» **TASK STATEMENT**
Using the listing below, report all lines holding the word "String".

» **TASK INPUTS**
■ ■ ■ ■ ■

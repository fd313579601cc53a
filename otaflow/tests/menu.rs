/*
 * SPDX-FileCopyrightText: 2026 otaflow contributors
 * SPDX-License-Identifier: GPL-3.0-only
 */

mod common;

use std::{fs, path::Path, sync::atomic::AtomicBool};

use anyhow::Result;
use assert_matches::assert_matches;
use tempfile::TempDir;

use otaflow::{
    cli::menu::{FlowEnd, Menu},
    config::Config,
    patch::PatchVariant,
    selection::{BuildSelection, BuildType, Device},
    store::ArtifactStore,
};

use common::{RecordingRunner, StubFetcher, test_config, touch};

struct Session {
    result: Result<FlowEnd>,
    output: String,
}

fn run_menu(
    config: &Config,
    input: &str,
    runner: &mut RecordingRunner,
    fetcher: &mut StubFetcher,
    cancel_signal: &AtomicBool,
) -> Session {
    let mut input = input.as_bytes();
    let mut output = Vec::<u8>::new();

    let result = Menu::new(
        config,
        &mut input,
        &mut output,
        runner,
        fetcher,
        cancel_signal,
    )
    .run();

    Session {
        result,
        output: String::from_utf8(output).unwrap(),
    }
}

fn cheetah_selection() -> BuildSelection {
    BuildSelection {
        build_type: BuildType::Pixel,
        device: Device::Cheetah,
        version: "TQ2A".to_owned(),
        id: "230505.002".to_owned(),
    }
}

fn setup() -> (TempDir, Config, ArtifactStore) {
    let temp_dir = tempfile::tempdir().unwrap();
    let config = test_config(temp_dir.path());
    let store = ArtifactStore::new(&config.root);

    (temp_dir, config, store)
}

fn add_magisk(config: &Config, version: &str) {
    touch(&config.magisk_apk(version));
}

fn arg_path<'a>(invocation: &'a otaflow::tool::Invocation, flag: &str) -> &'a Path {
    Path::new(invocation.flag_value(flag).unwrap())
}

#[test]
fn already_extracted_short_circuits() {
    let (_temp_dir, config, store) = setup();
    let selection = cheetah_selection();
    touch(&store.ota_path(&selection));
    for name in ["boot.img", "init_boot.img"] {
        touch(&store.boot_dir(&selection).join(name));
    }

    let mut runner = RecordingRunner::default();
    let mut fetcher = StubFetcher::new(b"");
    let cancel = AtomicBool::new(false);

    let session = run_menu(
        &config,
        "pixel\ncheetah\ntq2a.230505.002\n",
        &mut runner,
        &mut fetcher,
        &cancel,
    );

    assert_eq!(
        session.result.unwrap(),
        FlowEnd::AlreadyExtracted(selection)
    );
    assert!(session.output.contains("Boot image already extracted."));
    assert!(runner.pipelines.is_empty());
    assert!(fetcher.requests.is_empty());
}

#[test]
fn partial_extraction_is_redone() {
    let (_temp_dir, config, store) = setup();
    let selection = cheetah_selection();
    touch(&store.ota_path(&selection));
    touch(&store.boot_dir(&selection).join("boot.img"));
    add_magisk(&config, "25.2");

    let mut runner = RecordingRunner::default();
    let mut fetcher = StubFetcher::new(b"");
    let cancel = AtomicBool::new(false);

    let session = run_menu(
        &config,
        "pixel\ncheetah\nTQ2A.230505.002\n25.2\n",
        &mut runner,
        &mut fetcher,
        &cancel,
    );

    assert_matches!(session.result, Ok(FlowEnd::Patched { .. }));
    assert!(runner.find("extract").is_some());
    assert!(store.boot_images_exist(&selection));
}

#[test]
fn invalid_input_reprompts_and_uses_preinit() {
    let (_temp_dir, config, store) = setup();
    let selection = cheetah_selection();
    touch(&store.ota_path(&selection));
    add_magisk(&config, "26.1");

    let mut runner = RecordingRunner::default();
    let mut fetcher = StubFetcher::new(b"");
    let cancel = AtomicBool::new(false);

    let session = run_menu(
        &config,
        "Pixel\npixel\nnexus\ncheetah\nTQ2A\nTQ2A.230505.002\nabc\n26.1\n",
        &mut runner,
        &mut fetcher,
        &cancel,
    );

    let end = session.result.unwrap();
    assert_eq!(
        end,
        FlowEnd::Patched {
            selection: selection.clone(),
            magisk: "26.1".parse().unwrap(),
            variant: PatchVariant::Preinit {
                partition: "persist"
            },
        }
    );

    assert_eq!(session.output.matches("Please enter the buildtype").count(), 2);
    assert_eq!(session.output.matches("Please enter the device").count(), 2);
    assert_eq!(session.output.matches("Please enter the build-number").count(), 2);
    assert_eq!(session.output.matches("Please enter the magisk version").count(), 2);
    assert!(session.output.contains("Unknown build type: \"Pixel\""));
    assert!(session.output.contains("Invalid Magisk version: \"abc\""));
    assert!(session.output.contains("MAGISK: 26.1\n"));
    assert!(fetcher.requests.is_empty());

    assert_eq!(runner.pipelines.len(), 2);

    let extract = runner.find("extract").unwrap();
    assert_eq!(arg_path(extract, "--input"), store.ota_path(&selection));
    assert_eq!(arg_path(extract, "--directory"), store.boot_dir(&selection));
    assert!(extract.get_args().iter().any(|a| a == "--boot-only"));

    let patch = runner.find("patch").unwrap();
    assert!(patch.has_flag_value("--magisk-preinit-device", "persist"));
    assert!(patch.has_flag_value("--magisk", config.magisk_apk("26.1")));
    assert!(patch.has_flag_value("--privkey-avb", &config.keys.avb_key));
    assert!(patch.has_flag_value("--privkey-ota", &config.keys.ota_key));
    assert!(patch.has_flag_value("--cert-ota", &config.keys.ota_cert));
}

#[test]
fn missing_magisk_apk_reprompts() {
    let (_temp_dir, config, store) = setup();
    let selection = cheetah_selection();
    touch(&store.ota_path(&selection));
    add_magisk(&config, "25.2");

    let mut runner = RecordingRunner::default();
    let mut fetcher = StubFetcher::new(b"");
    let cancel = AtomicBool::new(false);

    let session = run_menu(
        &config,
        "pixel\ncheetah\nTQ2A.230505.002\n25.1\n25.2\n",
        &mut runner,
        &mut fetcher,
        &cancel,
    );

    assert_matches!(
        session.result,
        Ok(FlowEnd::Patched {
            variant: PatchVariant::Standard,
            ..
        })
    );
    assert!(session.output.contains("Magisk APK not found"));

    let patch = runner.find("patch").unwrap();
    assert!(!patch.get_args().iter().any(|a| a == "--magisk-preinit-device"));
    assert!(patch.has_flag_value("--magisk", config.magisk_apk("25.2")));
}

#[test]
fn invalid_url_ends_flow() {
    let (_temp_dir, config, store) = setup();

    let mut runner = RecordingRunner::default();
    let mut fetcher = StubFetcher::new(b"payload");
    let cancel = AtomicBool::new(false);

    let session = run_menu(
        &config,
        "graphene\nraven\nTQ3A.230805.001\nhttps://example.com/raven-ota.zip\n",
        &mut runner,
        &mut fetcher,
        &cancel,
    );

    let selection = BuildSelection {
        build_type: BuildType::Graphene,
        device: Device::Raven,
        version: "TQ3A".to_owned(),
        id: "230805.001".to_owned(),
    };

    assert_eq!(session.result.unwrap(), FlowEnd::InvalidUrl(selection.clone()));
    assert!(session.output.contains("Invalid URL."));
    assert!(fetcher.requests.is_empty());
    assert!(runner.pipelines.is_empty());
    assert!(!store.ota_exists(&selection));
}

#[test]
fn download_then_patch() {
    let (_temp_dir, config, store) = setup();
    let selection = cheetah_selection();
    add_magisk(&config, "25.2");

    let mut runner = RecordingRunner::default();
    let mut fetcher = StubFetcher::new(b"ota payload");
    let cancel = AtomicBool::new(false);

    let url = "https://dl.google.com/dl/android/aosp/cheetah-ota-tq2a.230505.002-abcdef12.zip";
    let session = run_menu(
        &config,
        &format!("pixel\ncheetah\nTQ2A.230505.002\n{url}\n25.2\n"),
        &mut runner,
        &mut fetcher,
        &cancel,
    );

    assert_matches!(
        session.result,
        Ok(FlowEnd::Patched {
            variant: PatchVariant::Standard,
            ..
        })
    );

    assert_eq!(fetcher.requests.len(), 1);
    let (requested, download) = &fetcher.requests[0];
    assert_eq!(requested, url);
    assert_eq!(
        download,
        &store
            .version_dir(&selection)
            .join("cheetah-ota-tq2a.230505.002-abcdef12.zip")
    );

    assert_eq!(fs::read(store.ota_path(&selection)).unwrap(), b"ota payload");
    assert!(session.output.contains("OTA update downloaded and copied to"));

    // Extraction happens before patching.
    assert_eq!(runner.pipelines.len(), 2);
    assert!(runner.pipelines[0][0].get_args().iter().any(|a| a == "extract"));
    assert!(runner.pipelines[1][0].get_args().iter().any(|a| a == "patch"));
}

#[test]
fn closed_input_is_an_error() {
    let (_temp_dir, config, _store) = setup();

    let mut runner = RecordingRunner::default();
    let mut fetcher = StubFetcher::new(b"");
    let cancel = AtomicBool::new(false);

    let session = run_menu(&config, "pixel\n", &mut runner, &mut fetcher, &cancel);

    let e = session.result.unwrap_err();
    assert!(format!("{e:#}").contains("Standard input was closed"));
    assert!(runner.pipelines.is_empty());
}

#[test]
fn cancel_signal_stops_prompting() {
    let (_temp_dir, config, _store) = setup();

    let mut runner = RecordingRunner::default();
    let mut fetcher = StubFetcher::new(b"");
    let cancel = AtomicBool::new(true);

    let session = run_menu(
        &config,
        "pixel\ncheetah\n",
        &mut runner,
        &mut fetcher,
        &cancel,
    );

    let e = session.result.unwrap_err();
    assert!(format!("{e:#}").contains("Received cancel signal"));
}

#[test]
fn patch_failure_is_reported() {
    let (_temp_dir, config, store) = setup();
    let selection = cheetah_selection();
    touch(&store.ota_path(&selection));
    add_magisk(&config, "26.1");

    let mut runner = RecordingRunner::failing_on("patch");
    let mut fetcher = StubFetcher::new(b"");
    let cancel = AtomicBool::new(false);

    let session = run_menu(
        &config,
        "pixel\ncheetah\nTQ2A.230505.002\n26.1\n",
        &mut runner,
        &mut fetcher,
        &cancel,
    );

    let e = session.result.unwrap_err();
    let message = format!("{e:#}");
    assert!(message.contains("Failed to patch OTA"), "{message}");
    assert!(message.contains("exit code 1"), "{message}");
    assert!(!session.output.contains("Patched OTA"));
}

#[test]
fn extract_failure_is_reported() {
    let (_temp_dir, config, store) = setup();
    let selection = cheetah_selection();
    touch(&store.ota_path(&selection));

    let mut runner = RecordingRunner::failing_on("extract");
    let mut fetcher = StubFetcher::new(b"");
    let cancel = AtomicBool::new(false);

    let session = run_menu(
        &config,
        "pixel\ncheetah\nTQ2A.230505.002\n",
        &mut runner,
        &mut fetcher,
        &cancel,
    );

    let e = session.result.unwrap_err();
    assert!(format!("{e:#}").contains("Failed to extract boot images"));
    assert_eq!(runner.pipelines.len(), 1);
}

■ ■ ■ ■ ■

» **WRITTEN RESPONSE**
    output: String,
        output: String::from_utf8(output).unwrap(),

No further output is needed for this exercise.